Starting in 1999, the institute has grown to establish a satellite campus in Ormoc City. Pursuant to Board Resolutions No. 59, series of 1999, two CHED supervised institutions (CSIs) in Leyte, namely the Leyte College of Arts and Trades and the Burauen Polytechnic College were integrated to the Leyte Institute of Technology. The LIT Dulag Campus started in SY 2000–2001. The Carigara School of Fisheries was added, the second phase of CSIs institution to SUCs.

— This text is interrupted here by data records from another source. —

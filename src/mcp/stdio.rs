//! Newline-delimited JSON-RPC over stdin/stdout
//!
//! Each input line carries one message or batch. Responses are written as a single line and
//! flushed immediately; notifications produce no output.

use serde_json::Value;
use tokio::io::{AsyncBufRead, AsyncBufReadExt, AsyncWrite, AsyncWriteExt, BufReader};
use tracing::{debug, info, warn};

use crate::mcp::{rpc::json_rpc_error, server::handle_json_rpc_payload};
use crate::AppState;

pub async fn serve_stdio(state: AppState) -> std::io::Result<()> {
    info!("serving MCP over stdio");
    let reader = BufReader::new(tokio::io::stdin());
    let writer = tokio::io::stdout();
    serve_lines(&state, reader, writer).await
}

/// Runs until the reader reaches EOF or the shutdown token fires. Lines that are not UTF-8
/// or not JSON are answered with a parse error; only I/O failures end the loop early.
pub async fn serve_lines<R, W>(state: &AppState, mut reader: R, mut writer: W) -> std::io::Result<()>
where
    R: AsyncBufRead + Unpin,
    W: AsyncWrite + Unpin,
{
    let mut buffer = Vec::new();

    loop {
        buffer.clear();
        let read = tokio::select! {
            _ = state.shutdown.cancelled() => {
                debug!("stdio transport stopping on shutdown");
                break;
            }
            read = reader.read_until(b'\n', &mut buffer) => read?,
        };

        if read == 0 {
            debug!("stdin closed");
            break;
        }

        let response = match std::str::from_utf8(&buffer) {
            Ok(line) if line.trim().is_empty() => continue,
            Ok(line) => match serde_json::from_str::<Value>(line.trim()) {
                Ok(payload) => handle_json_rpc_payload(state, payload).await,
                Err(_) => Some(json_rpc_error(None, -32700, "Parse error")),
            },
            Err(err) => {
                warn!(error = %err, "discarding stdin line that is not valid UTF-8");
                Some(json_rpc_error(None, -32700, "Parse error"))
            }
        };

        if let Some(response) = response {
            let mut encoded = response.to_string();
            encoded.push('\n');
            writer.write_all(encoded.as_bytes()).await?;
            writer.flush().await?;
        }
    }

    Ok(())
}

#[cfg(test)]
mod tests {
    use std::sync::Arc;

    use serde_json::{json, Value};

    use super::serve_lines;
    use crate::testing::{state_with, MockUpstream};

    async fn run(input: &str) -> Vec<Value> {
        run_bytes(input.as_bytes()).await
    }

    async fn run_bytes(input: &[u8]) -> Vec<Value> {
        let state = state_with(Arc::new(MockUpstream::default()), None);
        let mut output = Vec::new();
        serve_lines(&state, input, &mut output)
            .await
            .expect("serve lines");

        String::from_utf8(output)
            .expect("utf8 output")
            .lines()
            .map(|line| serde_json::from_str(line).expect("json line"))
            .collect()
    }

    #[tokio::test]
    async fn answers_each_request_on_its_own_line() {
        let responses = run(concat!(
            r#"{"jsonrpc":"2.0","id":1,"method":"ping"}"#,
            "\n",
            r#"{"jsonrpc":"2.0","id":2,"method":"tools/list","params":{}}"#,
            "\n",
        ))
        .await;

        assert_eq!(responses.len(), 2);
        assert_eq!(responses[0]["id"], 1);
        assert_eq!(responses[0]["result"], json!({}));
        assert_eq!(responses[1]["id"], 2);
        assert!(responses[1]["result"]["tools"].is_array());
    }

    #[tokio::test]
    async fn notifications_and_blank_lines_produce_no_output() {
        let responses = run(concat!(
            "\n",
            r#"{"jsonrpc":"2.0","method":"notifications/initialized"}"#,
            "\n",
            "   \n",
        ))
        .await;

        assert!(responses.is_empty());
    }

    #[tokio::test]
    async fn malformed_line_yields_parse_error_and_continues() {
        let responses = run(concat!(
            "{oops\n",
            r#"{"jsonrpc":"2.0","id":7,"method":"ping"}"#,
            "\n",
        ))
        .await;

        assert_eq!(responses.len(), 2);
        assert_eq!(responses[0]["error"]["code"], -32700);
        assert_eq!(responses[1]["id"], 7);
    }

    #[tokio::test]
    async fn invalid_utf8_line_yields_parse_error_and_continues() {
        let mut input = b"\xff\xfe\n".to_vec();
        input.extend_from_slice(br#"{"jsonrpc":"2.0","id":8,"method":"ping"}"#);
        input.push(b'\n');

        let responses = run_bytes(&input).await;

        assert_eq!(responses.len(), 2);
        assert_eq!(responses[0]["error"]["code"], -32700);
        assert_eq!(responses[1]["id"], 8);
        assert_eq!(responses[1]["result"], json!({}));
    }

    #[tokio::test]
    async fn final_line_without_newline_is_answered() {
        let responses = run(r#"{"jsonrpc":"2.0","id":3,"method":"ping"}"#).await;

        assert_eq!(responses.len(), 1);
        assert_eq!(responses[0]["id"], 3);
    }

    #[tokio::test]
    async fn stops_when_shutdown_is_cancelled() {
        let state = state_with(Arc::new(MockUpstream::default()), None);
        state.shutdown.cancel();
        let (reader, _writer_side) = tokio::io::duplex(64);
        let mut output = Vec::new();

        serve_lines(&state, tokio::io::BufReader::new(reader), &mut output)
            .await
            .expect("serve lines");
        assert!(output.is_empty());
    }
}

On August 7, 2004, Republic Act No. 9311 was passed converting the Leyte Institute of Technology, into Eastern Visayas State University.

==Academics==
Programs Offered

=== School of Architecture and Allied Discipline ===

- Bachelor of Science in Architecture (BSAr)
- Bachelor of Science in Interior Design (BSID)

----

=== School of Arts and Sciences ===

- Bachelor of Science in Economics
- Batsilyer ng Sining sa Filipino
- Bachelor of Arts in English Language (BAEL)
- Bachelor of Science in Mathematics (BSMath)
- Bachelor of Science in Environmental Science (BSES)
- Bachelor of Science in Chemistry (BSChem)
- Bachelor of Science in Statistics (BSStat)

----

=== School Accountancy, Management and Entrepreneurship ===

- Bachelor of Science in Entrepreneurship (BSE)
- Bachelor of Science in Office Administration (BSOA)
- Bachelor of Science in Accountancy (BSA)
- Bachelor of Science in Marketing (BSM)

----

=== School of Education ===

- Bachelor of Secondary Education (BSEd) major in:
  - Mathematics
  - Science
- Bachelor of Culture & Arts Education (BCAEd)
- Bachelor of Physical Education (BPEd)
- Bachelor in Elementary Education (BEED)
- Bachelor of Technical-Vocational Teacher Education (BTVTEd) major in:
  - Food and Service Management (FSM)
  - Civil and Construction
  - Automotive Technology (AT)
  - Electrical Technology (ET)
  - Garments, Fashion & Design (GFD)
  - Heating, Ventilating, Air-Conditioning and Refrigeration Technology
- Bachelor of  Technology & Livelihood Education (BTLEd) major in:
  - Industrial Arts (IA)
  - Home Economics (HE)
- Diploma in Teaching Secondary (DTS)

----

=== School of Engineering ===

- Bachelor of Science in Chemical Engineering (BSChE)
- Bachelor of Science in Civil Engineering (BSCE)
- Bachelor of Science in Electrical Engineering (BSEE)
- Bachelor of Science in Electronics Engineering (BSECE)
- Bachelor of Science in Geodetic Engineering (BSGE)
- Bachelor of Science in Mechanical Engineering (BSME)
- Bachelor of Science in Industrial Engineering (BSIE)
- Bachelor of Science in Information Technology (BSIT)

----

=== School of Technology ===

- Bachelor of Science in Hospitality Management (BSHM)
- Bachelor of Science in Nutrition & Dietetics (BSND)
- Bachelor of Industrial Technology (BIndTech)
- Bachelor of Science in Mechanical Technology with major in:
  - Automotive
  - Metallurgy
  - Machine Shop
  - Welding and Fabrication

===Colleges, Schools, Campuses and Centers===
| College/School/Center | Abbreviation | Year founded | Campus |

| School of Architecture and Allied Disciplines | SAAD | 1980 | Tacloban |

| School of Arts and Sciences | SAS | 1982 | Tacloban |

| School of Accountancy, Management and Entrepreneurship | SAME | 2002 | Tacloban |

| School of Education | SoEd | 2002 | Tacloban |

| School of Engineering | SoE | 1966 | Tacloban |

| School of Technology | SoT | 2002 | Tacloban |

| Graduate School | GS | 1973 | Tacloban |

| College of Agri-Tourism and Forestry | CATF | 1999 | Burauen |

| College of Fisheries, Aquatic Resources, and Marine Sciences | CFARMS | - | Carigara |

| College of Trades, Craftsmanship, and Entrepreneurship | CTCE | - | Tanauan |

| College of Engineering and Information and Communications Technology | CEICT | 1999 | Ormoc |

| Dulag Community Satellite Campus | DCSC | 2000 | Dulag |

| Secondary Laboratory School** | SLS | - | Tacloban |

| Regional Metrology and Robotics Laboratory Center* | RMRLC | 2012 | Tacloban |

| Eastern Visayas Food Innovation Center* | EVFIC | 2015 | Tacloban |

| Information Technology Training and Development Center* | ITTDC | - | Tacloban |

^{*}—Serves as laboratory/research center and does offer any degree programs. ^{**}—Laboratory high school for the EVSU College of Education.